When Jesus is judged by a pharisee for not following the custom of ritual washing before a meal, it seems that he's finally had enough. Whether because they've followed him looking for criticisms (Luke 5:30-6:11 and notes), or seem to honestly come upon them at dinner parties (Luke 7:36-50 and notes), Jesus can't make one decision trivial or righteous without some comment by these cultural watchdogs. And he's had it.

Here come the woes.

Luke 11:39-41
And the Lord said to him, “Now you Pharisees cleanse the outside of the cup and of the dish, but inside you are full of greed and wickedness. 40 You fools! Did not he who made the outside make the inside also? 41 But give as alms those things that are within, and behold, everything is clean for you.

WOE #1 – You have greed instead of integrity (vv39-41)
Jesus uses the metaphor of cleaning a dish only on the outside to look good for others. But he goes further than just suggesting the inside of their dishes must be cleaned. He says that the contents should be given to the poor. So this double edged sword suggests that not only are their outer lives a false front, but that their inner lives are full of greed and self indulgence. Only generosity can cure this ill.
(Jesus doesn't actually say “woe” here. He just calls them fools. He's still warming up. Some put this first woe with the next one, making only six woes total.)

Luke 11:42
42 “But woe to you Pharisees! For you tithe mint and rue and every herb, and neglect justice and the love of God. These you ought to have done, without neglecting the others.

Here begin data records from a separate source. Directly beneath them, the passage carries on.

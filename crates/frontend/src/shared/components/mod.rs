pub mod confirm_delete;
pub mod data_table;
pub mod empty_state;
pub mod filter_select;
pub mod page_header;
pub mod pagination_controls;
pub mod stat_card;
pub mod ui;
//! String key/value persistence.

use std::collections::HashMap;
use std::sync::Mutex;
use web_sys::window;

pub trait KeyValueStore {
    fn get(&self, key: &str) -> Option<String>;
    fn set(&self, key: &str, value: &str);
    fn remove(&self, key: &str);
}

/// `window.localStorage`. Silently does nothing when storage is unavailable
/// (private mode, no window).
#[derive(Debug, Clone, Copy, Default)]
pub struct BrowserStorage;

impl BrowserStorage {
    fn storage() -> Option<web_sys::Storage> {
        window().and_then(|w| w.local_storage().ok().flatten())
    }
}

impl KeyValueStore for BrowserStorage {
    fn get(&self, key: &str) -> Option<String> {
        Self::storage()?.get_item(key).ok().flatten()
    }

    fn set(&self, key: &str, value: &str) {
        if let Some(storage) = Self::storage() {
            if storage.set_item(key, value).is_err() {
                log::warn!("localStorage rejected key '{}'", key);
            }
        }
    }

    fn remove(&self, key: &str) {
        if let Some(storage) = Self::storage() {
            let _ = storage.remove_item(key);
        }
    }
}

/// In-memory store used off the browser.
#[derive(Debug, Default)]
pub struct MemoryStorage {
    entries: Mutex<HashMap<String, String>>,
}

impl KeyValueStore for MemoryStorage {
    fn get(&self, key: &str) -> Option<String> {
        self.entries.lock().ok()?.get(key).cloned()
    }

    fn set(&self, key: &str, value: &str) {
        if let Ok(mut entries) = self.entries.lock() {
            entries.insert(key.to_string(), value.to_string());
        }
    }

    fn remove(&self, key: &str) {
        if let Ok(mut entries) = self.entries.lock() {
            entries.remove(key);
        }
    }
}

#[cfg(test)]
mod tests {
    use super::*;

    #[test]
    fn test_memory_storage() {
        let store = MemoryStorage::default();
        assert_eq!(store.get("theme"), None);
        store.set("theme", "dark");
        assert_eq!(store.get("theme").as_deref(), Some("dark"));
        store.remove("theme");
        assert_eq!(store.get("theme"), None);
    }
}
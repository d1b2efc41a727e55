pub mod badge;
pub mod button;
pub mod checkbox;
pub mod input;
pub mod number_input;
pub mod radio;
pub mod select;
pub mod textarea;

pub use badge::Badge;
pub use button::Button;
pub use checkbox::Checkbox;
pub use input::Input;
pub use number_input::NumberInput;
pub use radio::RadioGroup;
pub use select::Select;
pub use textarea::Textarea;

use leptos::prelude::*;

/// Label with a required marker
pub(crate) fn field_label(label: MaybeProp<String>, required: bool, for_id: String) -> impl IntoView {
    move || {
        let for_id = for_id.clone();
        label.get().map(|l| view! {
            <label class="form__label" for=for_id>
                {l}
                {required.then(|| view! { <span class="form__required">" *"</span> })}
            </label>
        })
    }
}

/// Inline validation message under a field
pub(crate) fn field_error(error: MaybeProp<String>) -> impl IntoView {
    move || error.get().map(|e| view! { <div class="form__error">{e}</div> })
}

pub(crate) fn group_class(error: MaybeProp<String>) -> impl Fn() -> &'static str {
    move || {
        if error.get().is_some() {
            "form__group form__group--error"
        } else {
            "form__group"
        }
    }
}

WOE #2 – You have wrong priorities (v42)
The pharisees interpreted every action of the law. Defining every command to the finest detail. Yet in the details, they'd forgotten the entire point of the law to begin with. In Chapter 10, a lawyer tries this same trick, asking Jesus the specifics of who he is commanded to love or not love when told he must love his neighbour. Jesus did not allow him the control and comfort of a perfect legal boundary. The purpose and point of the law is love and justice. Beyond that is missing the point.

Luke 11:43
43 Woe to you Pharisees! For you love the best seat in the synagogues and greetings in the marketplaces.

WOE #3 – You are people pleasers (v43)
It is the nature of the empires of the world to seek the affirmation of others. It is the nature of the Kingdom of God to be a servant of all. In taking praise and honour from people, they are stealing credit that belongs to God alone, and tempting others with idolatry. There is only one Rabbi, and we are all disciples. The humility of discipleship in Jesus is greater than the greatest honour of being a teacher or spiritual leader in the world.

Luke 11:44
44 Woe to you! For you are like unmarked graves, and people walk over them without knowing it.”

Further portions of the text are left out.